This bucolic cruise goes up to the Canadian border, passing a number of historic features: Old Molson, where locals preserve a cluster of historic buildings; the Molson School (1914-1962); the site of bygone Sidley, British Columbia; and old railroad grades and road cuts that recall the days when smoke, steam and whistles filled the highland air and Molson had Washington’s highest railroad depot (3,708 feet). You will gaze across a broad upland that once lay beneath a continental ice sheet. Geologists theorize that this was once the Okanogan micro-continent, a fragment of the Pangaea supercontinent that broke apart 200 million years ago.

North America’s former western shore lies to the east, where the Columbia River now flows.

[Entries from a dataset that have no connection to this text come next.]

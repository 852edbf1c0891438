//! Encryption Detection Library
//!
//! Estimates how likely a byte stream is to be ciphertext, as opposed to
//! plaintext, compressed, or otherwise structured data. Two randomness
//! estimators are computed in a single sequential pass and fused by a
//! fixed empirical rule table into a confidence percentage.
//!
//! # Architecture
//!
//! ```text
//! ingest → analysis (histogram + Monte Carlo) → classification → report
//!                                                       ↓
//!                                                    metrics
//! ```
//!
//! # Design Principles
//!
//! - **Single pass**: every input is read once, front to back, never buffered whole
//! - **Isolated state**: each input owns its accumulators; batches can run in parallel
//! - **Deterministic**: all "randomness" comes from the analyzed bytes
//! - **No cryptanalysis**: the score is a heuristic, not a statistical proof
//!
//! # Example
//!
//! ```no_run
//! use encdetect::{Detector, InputSource};
//!
//! let detector = Detector::default();
//! let report = detector
//!     .analyze(&InputSource::from_arg("suspicious.bin"))
//!     .unwrap();
//!
//! println!("{report}");
//! if report.confidence >= 95 {
//!     println!("likely encrypted");
//! }
//! ```

#![warn(missing_docs)]
#![warn(rust_2018_idioms)]
#![deny(unsafe_code)]

pub mod analysis;
pub mod classification;
pub mod detector;
pub mod ingest;
pub mod metrics;
pub mod report;

// Re-export commonly used types at crate root
pub use analysis::{AnalysisError, AnalysisState, ByteHistogram, MonteCarloPi, PiEstimate};
pub use classification::{classify, Classification, HeuristicRules, Rule};
pub use detector::Detector;
pub use ingest::{AnalysisConfig, CancelToken, FileConfig, InputSource};
pub use report::AnalysisReport;

/// Library version.
pub const VERSION: &str = env!("CARGO_PKG_VERSION");
//! Per-input analysis reports.

use chrono::{DateTime, Utc};
use serde::Serialize;
use std::fmt;
use std::io::{self, Write};

use crate::analysis::{AnalysisError, ByteHistogram, Statistics};
use crate::classification::{Classification, Rule};

/// Result of analyzing one input.
///
/// All numeric fields are deterministic for a fixed input; only
/// `analyzed_at` varies between runs.
#[derive(Debug, Clone, Serialize)]
pub struct AnalysisReport {
    /// Input identifier.
    pub source: String,
    /// Bytes consumed.
    pub bytes: u64,
    /// Chi-square statistic against a uniform byte distribution.
    pub chi_square: f64,
    /// Monte Carlo estimate of pi.
    pub monte_carlo_pi: f64,
    /// Deviation of the estimate from pi, in percent.
    pub monte_carlo_error_percent: f64,
    /// Complete windows scored.
    pub monte_carlo_samples: u64,
    /// Windows inside the reference circle.
    pub monte_carlo_in_circle: u64,
    /// Confidence of encryption, 0 to 99.
    pub confidence: u8,
    /// Heuristic rules that fired.
    pub rules_fired: Vec<Rule>,
    /// When the analysis finished.
    pub analyzed_at: DateTime<Utc>,
    #[serde(skip)]
    histogram: ByteHistogram,
}

impl AnalysisReport {
    /// Builds a report from final statistics and their classification.
    pub fn new(source: impl Into<String>, stats: Statistics, classification: Classification) -> Self {
        Self {
            source: source.into(),
            bytes: stats.bytes,
            chi_square: stats.chi_square,
            monte_carlo_pi: stats.pi.value,
            monte_carlo_error_percent: stats.pi.error_percent,
            monte_carlo_samples: stats.pi.samples,
            monte_carlo_in_circle: stats.pi.in_circle,
            confidence: classification.confidence,
            rules_fired: classification.fired,
            analyzed_at: Utc::now(),
            histogram: stats.histogram,
        }
    }

    /// Final byte histogram of the input.
    pub fn histogram(&self) -> &ByteHistogram {
        &self.histogram
    }

    /// Writes one line per byte value: `0xNN count`.
    pub fn write_histogram<W: Write>(&self, out: &mut W) -> io::Result<()> {
        for (value, count) in self.histogram.counts().iter().enumerate() {
            writeln!(out, "0x{value:02x} {count}")?;
        }
        Ok(())
    }
}

impl fmt::Display for AnalysisReport {
    fn fmt(&self, f: &mut fmt::Formatter<'_>) -> fmt::Result {
        writeln!(f, "File: {}", self.source)?;
        writeln!(f, "Bytes: {}", self.bytes)?;
        writeln!(f, "Chi-Square Distribution: {:.4}", self.chi_square)?;
        writeln!(f, "Monte Carlo Pi Value: {:.6}", self.monte_carlo_pi)?;
        writeln!(
            f,
            "Monte Carlo Pi Error Rate: {:.4}%",
            self.monte_carlo_error_percent
        )?;
        if !self.rules_fired.is_empty() {
            let rules: Vec<&str> = self.rules_fired.iter().map(Rule::describe).collect();
            writeln!(f, "Signals: {}", rules.join("; "))?;
        }
        write!(
            f,
            "The file has a {}% confidence of encryption.",
            self.confidence
        )
    }
}

/// Serializable record of a failed input.
#[derive(Debug, Clone, Serialize)]
pub struct FailureRecord {
    /// Input identifier.
    pub source: String,
    /// Short error label, see [`AnalysisError::kind`].
    pub kind: &'static str,
    /// Full error message.
    pub error: String,
    /// Chi-square computed before the failure, when available.
    #[serde(skip_serializing_if = "Option::is_none")]
    pub chi_square: Option<f64>,
}

impl From<&AnalysisError> for FailureRecord {
    fn from(err: &AnalysisError) -> Self {
        Self {
            source: err.input().to_string(),
            kind: err.kind(),
            error: err.to_string(),
            chi_square: err.partial_chi_square(),
        }
    }
}

/// All results of one run, rendered as a single TOML document.
#[derive(Debug, Default, Serialize)]
pub struct BatchDocument {
    /// Successful analyses.
    #[serde(skip_serializing_if = "Vec::is_empty")]
    pub report: Vec<AnalysisReport>,
    /// Failed inputs.
    #[serde(skip_serializing_if = "Vec::is_empty")]
    pub failure: Vec<FailureRecord>,
}

impl BatchDocument {
    /// Splits results into reports and failures, keeping their order.
    pub fn from_results<'a, I>(results: I) -> Self
    where
        I: IntoIterator<Item = &'a Result<AnalysisReport, AnalysisError>>,
    {
        let mut doc = Self::default();
        for result in results {
            match result {
                Ok(report) => doc.report.push(report.clone()),
                Err(err) => doc.failure.push(FailureRecord::from(err)),
            }
        }
        doc
    }

    /// Renders the document as TOML.
    pub fn to_toml(&self) -> Result<String, toml::ser::Error> {
        toml::to_string(self)
    }
}
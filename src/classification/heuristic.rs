//! Empirical rule table fusing chi-square and Monte Carlo error.
//!
//! Rules are evaluated in a fixed order:
//!
//! 1. pi error below 0.01% adds 95.
//! 2. chi-square above 300 with pi error below 0.03% adds 75.
//! 3. chi-square below 300 with pi error above 0.03% adds 60.
//! 4. chi-square above 2000 with pi error above 20% resets the total to 0.
//! 5. A total of 100 or more is capped at 99.
//!
//! Rule 3 describes data that usually looks compressed rather than
//! encrypted, yet it still raises the score. That is preserved as is and
//! made visible through [`Classification::fired`].
//!
//! Reference thresholds follow
//! <http://www.devttys0.com/2013/06/differentiate-encryption-from-compression-using-math/>.

use serde::{Deserialize, Serialize};

/// A rule of the heuristic that contributed to a classification.
#[derive(Debug, Clone, Copy, PartialEq, Eq, Serialize, Deserialize)]
#[serde(rename_all = "snake_case")]
pub enum Rule {
    /// Near-perfect pi approximation.
    HighPiAccuracy,
    /// High chi-square with a low pi error.
    HighChiLowError,
    /// Low chi-square with a high pi error (usually compression).
    LowChiHighError,
    /// Strong deviation in both statistics reset the score.
    StrongDeviationReset,
    /// The accumulated score was capped.
    Capped,
}

impl Rule {
    /// Short human-readable description.
    pub fn describe(&self) -> &'static str {
        match self {
            Self::HighPiAccuracy => "near-perfect pi approximation",
            Self::HighChiLowError => "high chi-square with low pi error",
            Self::LowChiHighError => "low chi-square with high pi error (compression-like)",
            Self::StrongDeviationReset => "strong deviation in both statistics",
            Self::Capped => "score capped",
        }
    }
}

impl std::fmt::Display for Rule {
    fn fmt(&self, f: &mut std::fmt::Formatter<'_>) -> std::fmt::Result {
        f.write_str(self.describe())
    }
}

/// Outcome of the heuristic.
#[derive(Debug, Clone, PartialEq, Eq, Serialize, Deserialize)]
pub struct Classification {
    /// Confidence of encryption in percent, 0 to 99.
    pub confidence: u8,
    /// Rules that fired, in evaluation order.
    pub fired: Vec<Rule>,
}

/// Thresholds and weights of the rule table.
///
/// The default reproduces the reference heuristic exactly.
#[derive(Debug, Clone, PartialEq, Serialize, Deserialize)]
#[serde(default)]
pub struct HeuristicRules {
    /// Chi-square reference, about the p = 0.05 critical value for 255
    /// degrees of freedom (293.25) rounded up.
    pub chi_square_reference: f64,
    /// Pi error (percent) below which rule 1 fires.
    pub accurate_pi_error: f64,
    /// Score added by rule 1.
    pub accurate_pi_weight: u32,
    /// Pi error (percent) separating rules 2 and 3.
    pub pi_error_reference: f64,
    /// Score added by rule 2.
    pub high_chi_weight: u32,
    /// Score added by rule 3.
    pub low_chi_weight: u32,
    /// Chi-square above which rule 4 may reset.
    pub reset_chi_square: f64,
    /// Pi error (percent) above which rule 4 may reset.
    pub reset_pi_error: f64,
    /// Largest score ever returned.
    pub cap: u8,
}

impl Default for HeuristicRules {
    fn default() -> Self {
        Self {
            chi_square_reference: 300.0,
            accurate_pi_error: 0.01,
            accurate_pi_weight: 95,
            pi_error_reference: 0.03,
            high_chi_weight: 75,
            low_chi_weight: 60,
            reset_chi_square: 2000.0,
            reset_pi_error: 20.0,
            cap: 99,
        }
    }
}

impl HeuristicRules {
    /// Validates thresholds and cap.
    pub fn validate(&self) -> Result<(), RulesError> {
        let thresholds = [
            ("chi_square_reference", self.chi_square_reference),
            ("accurate_pi_error", self.accurate_pi_error),
            ("pi_error_reference", self.pi_error_reference),
            ("reset_chi_square", self.reset_chi_square),
            ("reset_pi_error", self.reset_pi_error),
        ];
        for (name, value) in thresholds {
            if !value.is_finite() || value < 0.0 {
                return Err(RulesError::InvalidThreshold { name, value });
            }
        }
        if self.cap > 99 {
            return Err(RulesError::CapTooLarge(self.cap));
        }
        Ok(())
    }

    /// Classifies a pair of statistics.
    ///
    /// Pure: the same inputs always give the same result, and the
    /// confidence never exceeds `cap`.
    pub fn classify(&self, chi_square: f64, pi_error_percent: f64) -> Classification {
        let mut total: u32 = 0;
        let mut fired = Vec::new();

        if pi_error_percent < self.accurate_pi_error {
            total = total.saturating_add(self.accurate_pi_weight);
            fired.push(Rule::HighPiAccuracy);
        }
        if chi_square > self.chi_square_reference && pi_error_percent < self.pi_error_reference {
            total = total.saturating_add(self.high_chi_weight);
            fired.push(Rule::HighChiLowError);
        }
        if chi_square < self.chi_square_reference && pi_error_percent > self.pi_error_reference {
            total = total.saturating_add(self.low_chi_weight);
            fired.push(Rule::LowChiHighError);
        }
        if chi_square > self.reset_chi_square && pi_error_percent > self.reset_pi_error {
            total = 0;
            fired.push(Rule::StrongDeviationReset);
        }
        if total >= 100 || total > self.cap as u32 {
            total = self.cap as u32;
            fired.push(Rule::Capped);
        }

        Classification {
            confidence: total as u8,
            fired,
        }
    }
}

/// Invalid rule table configuration.
#[derive(Debug, Clone, PartialEq, thiserror::Error)]
pub enum RulesError {
    #[error("threshold {name} must be finite and non-negative, got {value}")]
    InvalidThreshold { name: &'static str, value: f64 },

    #[error("cap must be at most 99, got {0}")]
    CapTooLarge(u8),
}

/// Classifies with the reference rule table.
pub fn classify(chi_square: f64, pi_error_percent: f64) -> u8 {
    HeuristicRules::default()
        .classify(chi_square, pi_error_percent)
        .confidence
}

About 100 million years ago, the eastward-moving Okanogan micro-continent collided with the westward-moving North American continent, beginning the assembling of Washington and British Columbia. Then some 50 million years ago, the eastward-moving North Cascades micro-continent collided with the western edge of the Okanogan micro-continent, at today’s Okanogan Valley. Half of it is paved. The rest is gravel.

©  Tony Huegel/Wilderness Press. All Rights Reserved.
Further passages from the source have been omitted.